Stored entries
impl AggregationStrategy for SynthesizeAnalysis {
    fn name(&self) -> &str {
        "synthesize_analysis"
    }

    fn supports(&self) -> Vec<String> {
        vec!["analysis".to_string(), "debugging".to_string()]
    }

    fn priority(&self) -> u32 {
        1
    }

    fn aggregate(&self, results: &[TaskResult], _task: &Task) -> Value {
        let inputs = successful(results);
        if inputs.is_empty() {
            return all_failed(results);
        }

        let mut findings = Tally::default();
        let mut summaries = Vec::new();
        for (result, output) in &inputs {
            for finding in string_items(output, "findings", "description") {
                findings.add(&finding, &result.agent_id);
            }
            match output.get("summary").and_then(Value::as_str) {
                Some(summary) => summaries.push(summary.to_string()),
                None if output.is_string() => summaries.push(output_text(output)),
                None => {}
            }
        }

        let findings: Vec<Value> = findings
            .ranked()
            .into_iter()
            .map(|(finding, mentions, _)| json!({ "finding": finding, "mentions": mentions }))
            .collect();

        json!({
            "findings": findings,
            "summaries": summaries,
            "sources": inputs.len(),
        })
    }
}

/// Documentation sections merged by title with a table of contents
pub struct MergeDocumentation;

impl AggregationStrategy for MergeDocumentation {
    fn name(&self) -> &str {
        "merge_documentation"
    }

    fn supports(&self) -> Vec<String> {
        vec!["documentation".to_string()]
    }

    fn priority(&self) -> u32 {
        1
    }

    fn aggregate(&self, results: &[TaskResult], task: &Task) -> Value {
        let inputs = successful(results);
        if inputs.is_empty() {
            return all_failed(results);
        }

        let mut seen = HashSet::new();
        let mut sections: Vec<(String, String)> = Vec::new();
        for (_, output) in inputs {
            let candidates: Vec<(String, String)> = match output {
                Value::String(content) => vec![(task.description.clone(), content.clone())],
                other => other
                    .get("sections")
                    .and_then(Value::as_array)
                    .map(|items| {
                        items
                            .iter()
                            .filter_map(|s| {
                                let title = s.get("title")?.as_str()?.trim().to_string();
                                let content = s
                                    .get("content")
                                    .and_then(Value::as_str)
                                    .unwrap_or_default()
                                    .to_string();
                                Some((title, content))
                            })
                            .collect()
                    })
                    .unwrap_or_default(),
            };
            for (title, content) in candidates {
                if !title.is_empty() && seen.insert(title.to_lowercase()) {
                    sections.push((title, content));
                }
            }
        }

        let mut document = format!("# {}\n\n## Table of Contents\n\n", task.description);
        for (title, _) in &sections {
            document.push_str(&format!("- {title}\n"));
        }
        for (title, content) in &sections {
            document.push_str(&format!("\n## {title}\n\n{content}\n"));
        }

        let toc: Vec<&String> = sections.iter().map(|(t, _)| t).collect();
        let sections: Vec<Value> = sections
            .iter()
            .map(|(title, content)| json!({ "title": title, "content": content }))
            .collect();

        json!({
            "table_of_contents": toc,
            "sections": sections,
            "document": document,
        })
    }
}

/// Test cases collected from every agent without duplicates
pub struct CompileTests;

impl AggregationStrategy for CompileTests {
    fn name(&self) -> &str {
        "compile_tests"
    }

    fn supports(&self) -> Vec<String> {
        vec!["testing".to_string()]
    }

    fn priority(&self) -> u32 {
        1
    }

    fn aggregate(&self, results: &[TaskResult], _task: &Task) -> Value {
        let inputs = successful(results);
        if inputs.is_empty() {
            return all_failed(results);
        }

        let mut seen = HashSet::new();
        let mut tests = Vec::new();
        for (_, output) in inputs {
            let Some(items) = output.get("tests").and_then(Value::as_array) else {
                continue;
            };
            for test in items {
                let key = match test {
                    Value::String(s) => s.trim().to_lowercase(),
                    other => other.to_string(),
                };
                if seen.insert(key) {
                    tests.push(test.clone());
                }
            }
        }

        json!({
            "total": tests.len(),
            "tests": tests,
        })
    }
}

Work to be completed: Give the data again, exactly as written.

Exercise result:
impl AggregationStrategy for SynthesizeAnalysis {
    fn name(&self) -> &str {
        "synthesize_analysis"
    }

    fn supports(&self) -> Vec<String> {
        vec!["analysis".to_string(), "debugging".to_string()]
    }

    fn priority(&self) -> u32 {
        1
    }

    fn aggregate(&self, results: &[TaskResult], _task: &Task) -> Value {
        let inputs = successful(results);
        if inputs.is_empty() {
            return all_failed(results);
        }

        let mut findings = Tally::default();
        let mut summaries = Vec::new();
        for (result, output) in &inputs {
            for finding in string_items(output, "findings", "description") {
                findings.add(&finding, &result.agent_id);
            }
            match output.get("summary").and_then(Value::as_str) {
                Some(summary) => summaries.push(summary.to_string()),
                None if output.is_string() => summaries.push(output_text(output)),
                None => {}
            }
        }

        let findings: Vec<Value> = findings
            .ranked()
            .into_iter()
            .map(|(finding, mentions, _)| json!({ "finding": finding, "mentions": mentions }))
            .collect();

        json!({
            "findings": findings,
            "summaries": summaries,
            "sources": inputs.len(),
        })
    }
}

/// Documentation sections merged by title with a table of contents
pub struct MergeDocumentation;

impl AggregationStrategy for MergeDocumentation {
    fn name(&self) -> &str {
        "merge_documentation"
    }

    fn supports(&self) -> Vec<String> {
        vec!["documentation".to_string()]
    }

    fn priority(&self) -> u32 {
        1
    }

    fn aggregate(&self, results: &[TaskResult], task: &Task) -> Value {
        let inputs = successful(results);
        if inputs.is_empty() {
            return all_failed(results);
        }

        let mut seen = HashSet::new();
        let mut sections: Vec<(String, String)> = Vec::new();
        for (_, output) in inputs {
            let candidates: Vec<(String, String)> = match output {
                Value::String(content) => vec![(task.description.clone(), content.clone())],
                other => other
                    .get("sections")
                    .and_then(Value::as_array)
                    .map(|items| {
                        items
                            .iter()
                            .filter_map(|s| {
                                let title = s.get("title")?.as_str()?.trim().to_string();
                                let content = s
                                    .get("content")
                                    .and_then(Value::as_str)
                                    .unwrap_or_default()
                                    .to_string();
                                Some((title, content))
                            })
                            .collect()
                    })
                    .unwrap_or_default(),
            };
            for (title, content) in candidates {
                if !title.is_empty() && seen.insert(title.to_lowercase()) {
                    sections.push((title, content));
                }
            }
        }

        let mut document = format!("# {}\n\n## Table of Contents\n\n", task.description);
        for (title, _) in &sections {
            document.push_str(&format!("- {title}\n"));
        }
        for (title, content) in &sections {
            document.push_str(&format!("\n## {title}\n\n{content}\n"));
        }

        let toc: Vec<&String> = sections.iter().map(|(t, _)| t).collect();
        let sections: Vec<Value> = sections
            .iter()
            .map(|(title, content)| json!({ "title": title, "content": content }))
            .collect();

        json!({
            "table_of_contents": toc,
            "sections": sections,
            "document": document,
        })
    }
}

/// Test cases collected from every agent without duplicates
pub struct CompileTests;

impl AggregationStrategy for CompileTests {
    fn name(&self) -> &str {
        "compile_tests"
    }

    fn supports(&self) -> Vec<String> {
        vec!["testing".to_string()]
    }

    fn priority(&self) -> u32 {
        1
    }

    fn aggregate(&self, results: &[TaskResult], _task: &Task) -> Value {
        let inputs = successful(results);
        if inputs.is_empty() {
            return all_failed(results);
        }

        let mut seen = HashSet::new();
        let mut tests = Vec::new();
        for (_, output) in inputs {
            let Some(items) = output.get("tests").and_then(Value::as_array) else {
                continue;
            };
            for test in items {
                let key = match test {
                    Value::String(s) => s.trim().to_lowercase(),
                    other => other.to_string(),
                };
                if seen.insert(key) {
                    tests.push(test.clone());
                }
            }
        }

        json!({
            "total": tests.len(),
            "tests": tests,
        })
    }
}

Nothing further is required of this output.